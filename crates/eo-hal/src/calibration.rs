//! ---
//! ems_section: "05-networking-external-interfaces"
//! ems_subsection: "module"
//! ems_type: "source"
//! ems_scope: "code"
//! ems_description: "Current-transformer channels, calibration and readings."
//! ems_version: "v0.0.0-prealpha"
//! ems_owner: "tbd"
//! ---
use serde::{Deserialize, Serialize};
use strum::{AsRefStr, Display, EnumIter};

/// The three CT inputs of the metering chip.
#[derive(
    Debug, Clone, Copy, PartialEq, Eq, Hash, Serialize, Deserialize, Display, AsRefStr, EnumIter,
)]
#[serde(rename_all = "lowercase")]
#[strum(serialize_all = "lowercase")]
pub enum CtChannel {
    Site,
    Vehicle,
    Solar,
}

/// Per-channel correction: `raw * factor + offset`, or a fixed bench value when `simulated > 0`.
#[derive(Debug, Clone, Copy, PartialEq, Serialize, Deserialize)]
pub struct ChannelCalibration {
    pub factor: f64,
    pub offset: f64,
    pub simulated: f64,
}

impl Default for ChannelCalibration {
    fn default() -> Self {
        Self {
            factor: 1.0,
            offset: 0.0,
            simulated: 0.0,
        }
    }
}

impl ChannelCalibration {
    pub fn is_simulated(&self) -> bool {
        self.simulated > 0.0
    }

    pub fn apply(&self, raw: f64) -> f64 {
        raw * self.factor + self.offset
    }
}

#[derive(Debug, Clone, Copy, Default, PartialEq, Serialize, Deserialize)]
pub struct CtCalibration {
    pub site: ChannelCalibration,
    pub vehicle: ChannelCalibration,
    pub solar: ChannelCalibration,
}

impl CtCalibration {
    pub fn channel(&self, channel: CtChannel) -> &ChannelCalibration {
        match channel {
            CtChannel::Site => &self.site,
            CtChannel::Vehicle => &self.vehicle,
            CtChannel::Solar => &self.solar,
        }
    }
}

/// One acquisition of all three channels, calibrated and raw, in amps.
#[derive(Debug, Clone, Copy, Default, PartialEq, Serialize, Deserialize)]
pub struct CtReading {
    pub site: f64,
    pub vehicle: f64,
    pub solar: f64,
    pub raw_site: f64,
    pub raw_vehicle: f64,
    pub raw_solar: f64,
}

impl CtReading {
    pub fn get(&self, channel: CtChannel) -> f64 {
        match channel {
            CtChannel::Site => self.site,
            CtChannel::Vehicle => self.vehicle,
            CtChannel::Solar => self.solar,
        }
    }

    pub fn raw(&self, channel: CtChannel) -> f64 {
        match channel {
            CtChannel::Site => self.raw_site,
            CtChannel::Vehicle => self.raw_vehicle,
            CtChannel::Solar => self.raw_solar,
        }
    }

    pub(crate) fn set(&mut self, channel: CtChannel, raw: f64, calibrated: f64) {
        match channel {
            CtChannel::Site => {
                self.raw_site = raw;
                self.site = calibrated;
            }
            CtChannel::Vehicle => {
                self.raw_vehicle = raw;
                self.vehicle = calibrated;
            }
            CtChannel::Solar => {
                self.raw_solar = raw;
                self.solar = calibrated;
            }
        }
    }
}
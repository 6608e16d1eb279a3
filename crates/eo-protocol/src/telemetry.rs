//! ---
//! ems_section: "05-networking-external-interfaces"
//! ems_subsection: "module"
//! ems_type: "source"
//! ems_scope: "code"
//! ems_description: "Fixed-offset telemetry record decoding."
//! ems_version: "v0.0.0-prealpha"
//! ems_owner: "tbd"
//! ---
use std::ops::Range;

use serde::{Deserialize, Serialize};

use crate::error::{ProtocolError, Result};
use crate::frame::ResponseFrame;
use crate::state::ChargerState;

/// Character ranges into the full reply text (prefix at index 0).
mod offset {
    use std::ops::Range;

    pub const VERSION: Range<usize> = 1..3;
    pub const SWITCH_SETTING: Range<usize> = 3..4;
    pub const PILOT_VOLTAGE: Range<usize> = 4..7;
    pub const CHARGE_DUTY: Range<usize> = 7..10;
    pub const PLUG_VOLTAGE: Range<usize> = 10..13;
    pub const LIVE_VOLTAGE: Range<usize> = 13..16;
    pub const NEUTRAL_VOLTAGE: Range<usize> = 16..19;
    pub const DAYLIGHT: Range<usize> = 19..22;
    pub const MAINS_FREQUENCY: Range<usize> = 22..25;
    pub const STATE: Range<usize> = 25..27;
    pub const RELAY_STATE: Range<usize> = 27..28;
    pub const PLUG_STATE: Range<usize> = 28..29;
    pub const DUTY_LIMIT: Range<usize> = 29..32;
    pub const DUTY_TIMER: Range<usize> = 32..36;
    pub const UPTIME: Range<usize> = 36..40;
    pub const CHARGE_TIME: Range<usize> = 40..44;
    pub const MAINS_STATE: Range<usize> = 44..46;
    pub const CP_LINE_STATE: Range<usize> = 46..47;
    pub const STATION_ID: Range<usize> = 47..48;
    pub const RANDOM: Range<usize> = 48..50;
    pub const MAX_CURRENT: Range<usize> = 50..53;
    pub const PERSISTENT_ID: Range<usize> = 53..61;
    pub const WATCHDOG_CURRENT: Range<usize> = 61..64;
    pub const WATCHDOG_TIME: Range<usize> = 64..67;
    pub const PHASE_CURRENT: [Range<usize>; 3] = [67..70, 70..73, 73..76];
    pub const ECO7_SWITCH: Range<usize> = 76..77;
    pub const CHECKSUM: Range<usize> = 77..79;
}

/// Length of a complete telemetry reply including prefix and checksum.
pub const TELEMETRY_FRAME_LEN: usize = 79;

/// One decoded telemetry reply. Raw counters are kept in board units.
#[derive(Debug, Clone, PartialEq, Serialize, Deserialize)]
pub struct ChargerTelemetry {
    pub firmware_version: u32,
    pub switch_setting: u32,
    pub pilot_voltage: u32,
    pub charge_duty: u32,
    pub plug_voltage: u32,
    /// Peak-to-peak mains voltage in board counts.
    pub live_voltage_raw: u32,
    pub neutral_voltage: u32,
    pub daylight: u32,
    pub mains_frequency: u32,
    pub state_id: u8,
    pub state: ChargerState,
    pub relay_state: u32,
    pub plug_state: u32,
    pub duty_limit: u32,
    pub duty_timer: u32,
    pub uptime: u32,
    pub charge_time: u32,
    pub mains_state: u32,
    pub cp_line_state: u32,
    pub station_id: u32,
    pub random: u32,
    pub max_current: u32,
    pub persistent_id: String,
    pub watchdog_current: u32,
    pub watchdog_time: u32,
    /// Amps per phase.
    pub phase_currents: [f64; 3],
    pub eco7_switch: u32,
    pub checksum: String,
}

impl ChargerTelemetry {
    pub fn decode(frame: &ResponseFrame) -> Result<Self> {
        let text = frame.text();
        if text.len() < TELEMETRY_FRAME_LEN {
            return Err(ProtocolError::ShortFrame(text.len()));
        }
        let hex = |field: &'static str, range: Range<usize>| -> Result<u32> {
            let slice = &text[range];
            u32::from_str_radix(slice, 16).map_err(|_| ProtocolError::Malformed {
                field,
                value: slice.to_owned(),
            })
        };

        let state_id = hex("charger_state", offset::STATE)?;
        let mut phase_currents = [0.0; 3];
        for (slot, range) in phase_currents.iter_mut().zip(offset::PHASE_CURRENT) {
            *slot = f64::from(hex("phase_current", range)?) / 10.0;
        }

        Ok(Self {
            firmware_version: hex("version", offset::VERSION)?,
            switch_setting: hex("switch_setting", offset::SWITCH_SETTING)?,
            pilot_voltage: hex("pilot_voltage", offset::PILOT_VOLTAGE)?,
            charge_duty: hex("charge_duty", offset::CHARGE_DUTY)?,
            plug_voltage: hex("plug_voltage", offset::PLUG_VOLTAGE)?,
            live_voltage_raw: hex("live_voltage", offset::LIVE_VOLTAGE)?,
            neutral_voltage: hex("neutral_voltage", offset::NEUTRAL_VOLTAGE)?,
            daylight: hex("daylight", offset::DAYLIGHT)?,
            mains_frequency: hex("mains_frequency", offset::MAINS_FREQUENCY)?,
            // two hex digits always fit
            state_id: state_id as u8,
            state: ChargerState::from_id(state_id as u8),
            relay_state: hex("relay_state", offset::RELAY_STATE)?,
            plug_state: hex("plug_state", offset::PLUG_STATE)?,
            duty_limit: hex("duty_limit", offset::DUTY_LIMIT)?,
            duty_timer: hex("duty_timer", offset::DUTY_TIMER)?,
            uptime: hex("uptime", offset::UPTIME)?,
            charge_time: hex("charge_time", offset::CHARGE_TIME)?,
            mains_state: hex("mains_state", offset::MAINS_STATE)?,
            cp_line_state: hex("cp_line_state", offset::CP_LINE_STATE)?,
            station_id: hex("station_id", offset::STATION_ID)?,
            random: hex("random", offset::RANDOM)?,
            max_current: hex("max_current", offset::MAX_CURRENT)?,
            persistent_id: text[offset::PERSISTENT_ID].to_owned(),
            watchdog_current: hex("watchdog_current", offset::WATCHDOG_CURRENT)?,
            watchdog_time: hex("watchdog_time", offset::WATCHDOG_TIME)?,
            phase_currents,
            eco7_switch: hex("eco7_switch", offset::ECO7_SWITCH)?,
            checksum: text[offset::CHECKSUM].to_owned(),
        })
    }

    /// RMS line voltage: `raw / 2 / sqrt(2) * correction`.
    pub fn live_voltage_rms(&self, correction: f64) -> f64 {
        f64::from(self.live_voltage_raw) / 2.0 / std::f64::consts::SQRT_2 * correction
    }

    pub fn relay_closed(&self) -> bool {
        self.relay_state != 0
    }
}
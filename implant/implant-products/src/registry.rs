//! The product registry: every supported scheme behind one label lookup.

use implant_scheme::ProductScheme;
use implant_types::ShapeLabel;
use tracing::debug;

use crate::{actis, amistem, corail, ecofit, fit, optimys};

/// Owns one scheme per supported product line and dispatches raw labels to
/// the product whose block contains them.
///
/// Label blocks never overlap across vendors - each company owns a fixed
/// integer range - so the first match is the only match.
///
/// # Example
///
/// ```
/// use implant_products::{corail, ProductRegistry};
///
/// let registry = ProductRegistry::standard();
/// let scheme = registry.find(corail::STEM_KS_STD135_0).unwrap();
/// assert_eq!(scheme.product_name(), "CORAIL");
/// ```
#[derive(Debug)]
pub struct ProductRegistry {
    schemes: Vec<ProductScheme>,
}

impl ProductRegistry {
    /// Builds the registry of every supported product line.
    #[must_use]
    pub fn standard() -> Self {
        Self {
            schemes: vec![
                amistem::scheme(),
                optimys::scheme(),
                corail::scheme(),
                actis::scheme(),
                ecofit::scheme(),
                fit::scheme(),
            ],
        }
    }

    /// The scheme whose label block contains `label`.
    #[must_use]
    pub fn find(&self, label: ShapeLabel) -> Option<&ProductScheme> {
        let hit = self.schemes.iter().find(|s| s.in_range(label));
        if hit.is_none() {
            debug!(label = %label, "label matches no registered product");
        }
        hit
    }

    /// All registered schemes.
    pub fn iter(&self) -> impl Iterator<Item = &ProductScheme> {
        self.schemes.iter()
    }

    /// Number of registered product lines.
    #[must_use]
    pub fn len(&self) -> usize {
        self.schemes.len()
    }

    /// True when no product is registered.
    #[must_use]
    pub fn is_empty(&self) -> bool {
        self.schemes.is_empty()
    }
}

·····

### WHAT THE TASK REQUIRES
Could you restate word for word the lines above from the one containing "pub const VERSION: Range<usize> = 1..3;" through the one containing "pub const LIVE_VOLTAGE: Range<usize>", both included, and nothing else?

### EXERCISE RESPONSE
    pub const VERSION: Range<usize> = 1..3;
    pub const SWITCH_SETTING: Range<usize> = 3..4;
    pub const PILOT_VOLTAGE: Range<usize> = 4..7;
    pub const CHARGE_DUTY: Range<usize> = 7..10;
    pub const PLUG_VOLTAGE: Range<usize> = 10..13;
    pub const LIVE_VOLTAGE: Range<usize> = 13..16;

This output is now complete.